Es sind einfach Urgeschichten, die unabhängig von ihrem religiösen Gehalt von Menschen erzählen. Sie wurden über Jahrhunderte immer wieder neu adaptiert, in immer gleichen Grundkonstellationen: Der Bruderkonflikt, der Vater-Sohn-Konflikt und so weiter. Wenn man das Alte Testament so liest, sind diese Urgeschichten wohltuend unmoralisierend. Die Geschichten werden nüchtern erzählt, eigentlich recht modern. Zum Beispiel die Geschichte vom König David, sie ist einfach eine Super-Story. Geschichten faszinieren mich, und das Alte Testament hat einfach coole Geschichten.

Das letzte Wort im Buch gilt Bruce Springsteen, der auch gute Geschichten erzählt. Sie erlebten an einem Rockkonzert einen spirituellen Moment. Zeigt das, dass jeder Mensch Spiritualität anders erfährt, auch im Alltag?

Für mich persönlich erfahre ich Spiritualität beim Schreiben. Da passieren Sachen, die ich mir nicht ganz erklären kann. Spirituelle Momente kommen bei mir aber auch bei Konzerten oder im Kino vor. Bei einer guten Predigt in der Kirche falle ich nicht von der Kirchenbank, denn da erwarte ich so etwas ja! Aber im Kino oder bei einem Konzert erwarte ich es eigentlich nicht. Wenn es mich da trifft, ist die Überraschung viel grösser, darum geniesse ich das an solchen Orten auch viel mehr.

2020 ist bislang geprägt von Leid, Krankheit und Isolation.
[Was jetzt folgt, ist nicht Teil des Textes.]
impl<'a> Loader<'a> {
    fn new(cas: &'a mut Cas) -> Self {
        let ts = Arc::clone(cas.type_system());
        Self {
            cas,
            ts,
            ids: HashMap::new(),
            pending: HashMap::new(),
            awaited: Vec::new(),
            membership: HashMap::new(),
            members: Vec::new(),
            view_names: Vec::new(),
            sofas: HashSet::new(),
            marks: DocumentAnnotationMarks::new(),
        }
    }

    fn read_views(&mut self, views: Json) -> Result<()> {
        for (name, view) in into_object(views, VIEWS_FIELD)? {
            let view = into_object(view, &name)?;
            if let Some(members) = view.get(VIEW_MEMBERS_FIELD) {
                let Json::Array(members) = members else {
                    return Err(Error::malformed(format!("{} of view {} must be an array", VIEW_MEMBERS_FIELD, name)));
                };
                for member in members {
                    let id = payload_id(member)?;
                    self.membership.entry(id).or_default().push(name.clone());
                    self.members.push((id, name.clone()));
                }
            }
            self.view_names.push(name);
        }
        debug!(views = self.view_names.len(), members = self.members.len(), "views read");
        Ok(())
    }

    fn read_record(&mut self, key_id: Option<i64>, fields: Map<String, Json>) -> Result<()> {
        let mut entries = fields.into_iter().peekable();
        let leading = entries.next_if(|(k, _)| k.as_str() == ID_FIELD).map(|(_, v)| v);
        let id = match (key_id, leading) {
            (None, None) => return Err(Error::malformed(format!("record must start with {}", ID_FIELD))),
            (None, Some(v)) => payload_id(&v)?,
            (Some(key), None) => key,
            (Some(key), Some(v)) => {
                let id = payload_id(&v)?;
                if id != key {
                    return Err(Error::malformed(format!("record keyed {} carries {} {}", key, ID_FIELD, id)));
                }
                id
            }
        };
        if self.ids.contains_key(&id) {
            return Err(Error::malformed(format!("duplicate record id {}", id)));
        }

        let type_name = match entries.next() {
            Some((k, Json::String(name))) if k == TYPE_FIELD => name,
            _ => {
                return Err(Error::malformed(format!(
                    "record {} must have {} right after {}",
                    id, TYPE_FIELD, ID_FIELD
                )))
            }
        };
        let t = self
            .ts
            .type_by_name(&type_name)
            .ok_or_else(|| Error::malformed(format!("unknown type {} on record {}", type_name, id)))?;

        let fields: Vec<(String, Json)> = entries.collect();
        match self.ts.kind(t) {
            Some(TypeKind::Array(kind)) => self.read_array(id, kind, fields),
            Some(TypeKind::Structure) if t == builtin::SOFA => self.read_sofa(id, fields),
            Some(TypeKind::Structure) => self.read_structure(id, t, fields),
            Some(TypeKind::Primitive(_)) | None => Err(Error::malformed(format!(
                "record {} has primitive type {}",
                id, type_name
            ))),
        }
    }

    fn read_sofa(&mut self, id: i64, fields: Vec<(String, Json)>) -> Result<()> {
        let mut sofa_id = None;
        let mut mime = None;
        let mut text = None;
        let mut uri = None;
        let mut array = None;

        for (key, value) in fields {
            match key.as_str() {
                FEATURE_BASE_NAME_SOFANUM => {}
                FEATURE_BASE_NAME_SOFAID => sofa_id = string_value(&key, value)?,
                FEATURE_BASE_NAME_SOFAMIME => mime = string_value(&key, value)?,
                FEATURE_BASE_NAME_SOFASTRING => text = string_value(&key, value)?,
                FEATURE_BASE_NAME_SOFAURI => uri = string_value(&key, value)?,
                SOFA_ARRAY_REF => {
                    if value.is_null() {
                        continue;
                    }
                    let target = payload_id(&value)?;
                    let resolved = self.ids.get(&target).copied().ok_or_else(|| {
                        Error::malformed(format!("sofa array {} must precede sofa {}", target, id))
                    })?;
                    array = Some(resolved);
                }
                _ => return Err(Error::malformed(format!("unexpected field {} on sofa {}", key, id))),
            }
        }

        let name = sofa_id.ok_or_else(|| Error::malformed(format!("sofa {} has no {}", id, FEATURE_BASE_NAME_SOFAID)))?;
        if !self.sofas.insert(name.clone()) {
            return Err(Error::malformed(format!("second sofa for view {}", name)));
        }
        let sofa = self.cas.create_view(&name).sofa();
        match (text, uri, array) {
            (Some(text), _, _) => self.cas.write_sofa_string(&name, &text, mime.as_deref())?,
            (None, Some(uri), _) => self.cas.set_sofa_data_uri(&name, &uri, mime.as_deref())?,
            (None, None, Some(array)) => self.cas.set_sofa_data_array(&name, array, mime.as_deref())?,
            (None, None, None) => {
                if let Some(mime) = mime {
                    self.cas.write_slot(sofa, SOFA_SLOT_MIME, Value::from(mime))?;
                }
            }
        }
        self.register(id, sofa)
    }

    fn read_array(&mut self, id: i64, kind: ArrayKind, fields: Vec<(String, Json)>) -> Result<()> {
        let mut elements = Json::Null;
        for (key, value) in fields {
            if key != ELEMENTS_FIELD {
                return Err(Error::malformed(format!("unexpected field {} on array {}", key, id)));
            }
            elements = value;
        }

        if kind == ArrayKind::Fs {
            let targets = match elements {
                Json::Null => Vec::new(),
                Json::Array(items) => items
                    .iter()
                    .map(|item| if item.is_null() { Ok(None) } else { payload_id(item).map(Some) })
                    .collect::<Result<Vec<_>>>()?,
                other => return Err(incompatible(ELEMENTS_FIELD, builtin::TYPE_NAME_FS_ARRAY, &other)),
            };
            let array = self.cas.create_array_with(ArrayData::Fs(vec![None; targets.len()]))?;
            self.register(id, array)?;
            for (index, target) in targets.into_iter().enumerate() {
                if let Some(target) = target {
                    self.resolve(target, Pending::ArrayElement { array, index })?;
                }
            }
            return Ok(());
        }

        let data = primitive_array(kind, elements)?;
        let array = self.cas.create_array_with(data)?;
        self.register(id, array)
    }

    fn read_structure(&mut self, id: i64, t: TypeId, fields: Vec<(String, Json)>) -> Result<()> {
        let ts = Arc::clone(&self.ts);
        let fs = if ts.subsumes(builtin::DOCUMENT_ANNOTATION, t) {
            match self.membership.get(&id).map(Vec::as_slice) {
                None | Some([]) => self.cas.create_instance(t)?,
                Some([view]) => self.cas.reconcile_document_annotation(view, t, &mut self.marks)?,
                Some(_) => {
                    return Err(Error::malformed(format!(
                        "document annotation {} is a member of several views",
                        id
                    )))
                }
            }
        } else {
            self.cas.create_instance(t)?
        };
        self.register(id, fs)?;

        for (key, value) in fields {
            if key.starts_with(RESERVED_FIELD_PREFIX) {
                return Err(Error::malformed(format!("unexpected field {} on record {}", key, id)));
            }
            if let Some(base) = key.strip_prefix(REF_FEATURE_PREFIX) {
                if base == FEATURE_BASE_NAME_SOFA && ts.is_annotation_base(t) {
                    continue;
                }
                let feature = feature_of(&ts, t, base, id)?;
                if ts.primitive_kind(feature.range()).is_some() {
                    return Err(Error::malformed(format!("feature {} on record {} is not a reference", base, id)));
                }
                if value.is_null() {
                    continue;
                }
                let target = payload_id(&value)
                    .map_err(|_| incompatible(base, ts.type_name(feature.range()), &value))?;
                self.resolve(target, Pending::Feature { fs, feature })?;
                continue;
            }

            let feature = feature_of(&ts, t, &key, id)?;
            let range = feature.range();
            match ts.primitive_kind(range) {
                Some(kind) => {
                    let converted = primitive_value(kind, &value, &key, ts.type_name(range))?;
                    self.cas.set_feature_value(fs, feature, converted)?;
                }
                None if value.is_null() => {}
                None => return Err(incompatible(&key, ts.type_name(range), &value)),
            }
        }
        Ok(())
    }

    /// Apply `action` now if `target` is known, otherwise park it
    fn resolve(&mut self, target: i64, action: Pending) -> Result<()> {
        if let Some(&resolved) = self.ids.get(&target) {
            return self.apply(action, resolved);
        }
        trace!(awaited = target, ?action, "reference deferred");
        let waiting = self.pending.entry(target).or_default();
        if waiting.is_empty() {
            self.awaited.push(target);
        }
        waiting.push(action);
        Ok(())
    }

    /// Record the graph id of a payload id and drain what was waiting on it
    fn register(&mut self, id: i64, fs: FsId) -> Result<()> {
        self.ids.insert(id, fs);
        if let Some(waiting) = self.pending.remove(&id) {
            Metrics::global().codec.deferred_references.inc_by(waiting.len() as u64);
            for action in waiting {
                self.apply(action, fs)?;
            }
        }
        Ok(())
    }

    fn apply(&mut self, action: Pending, target: FsId) -> Result<()> {
        match action {
            Pending::Feature { fs, feature } => self.cas.set_feature_value(fs, feature, Value::Ref(target)),
            Pending::ArrayElement { array, index } => self.cas.set_array_element(array, index, Value::Ref(target)),
        }
    }

    fn finish(self) -> Result<()> {
        if let Some(&id) = self.awaited.iter().find(|&&id| self.pending.contains_key(&id)) {
            return Err(SerializationError::DanglingReference { id }.into());
        }
        for name in &self.view_names {
            self.cas.create_view(name);
        }
        for (id, view) in &self.members {
            let fs = self
                .ids
                .get(id)
                .copied()
                .ok_or(SerializationError::DanglingReference { id: *id })?;
            self.cas.add_to_indexes(fs, view)?;
        }
        debug!(records = self.ids.len(), indexed = self.members.len(), "payload loaded");
        Ok(())
    }
}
Wie kann uns ein Kopfstand in so einer Situation helfen?

Mir kommt es im Moment vor wie eine Autofahrt auf einer unbekannten Strasse. Man weiss nie, was hinter der nächsten Kurve kommt. Dieses Unbekannte ist eine grosse Herausforderung. Aber man muss nicht immer alles kontrollieren können. Die Kopfstandübung besteht hier darin, zur Erkenntnis zu kommen, dass die Unsicherheit auch zum Leben gehört. Wir dürfen als Menschen auch mal Angst haben. Mir hilft in dieser Situation auch mein Glaube. Ich bin nicht auf mich alleine gestellt. Da ist jemand, mit dem ich auch hadern kann. Das hat eine entlastende Funktion. Auszurufen «He, gopferdeckel, was soll das?», das setzt auch neue Kräfte frei. Aus der Ohnmacht heraus kann auch eine Kraft entstehen.

Zur Person

Philosoph, Publizist und Filmjournalist

Thomas Binotto (geb. 1966) absolvierte eine Primarlehrerausbildung und studierte Philosophie. Der gebürtige Luzerner ist Buchautor, Publizist und Filmjournalist. Er ist Chefredaktor des Ma-gazins «Forum» der katholischen Kirche Zürich und wohnt in Schaffhausen.

vau

Thomas Binotto: «Kopfstand. Aus meiner Beziehungskiste mit Gott». Paulusverlag, Einsiedeln 2020. 192 S.

«Ich bin ein ‹elender Gfrögli›. Ich bin nie zufrieden mit den Antworten und schaue genau hin.»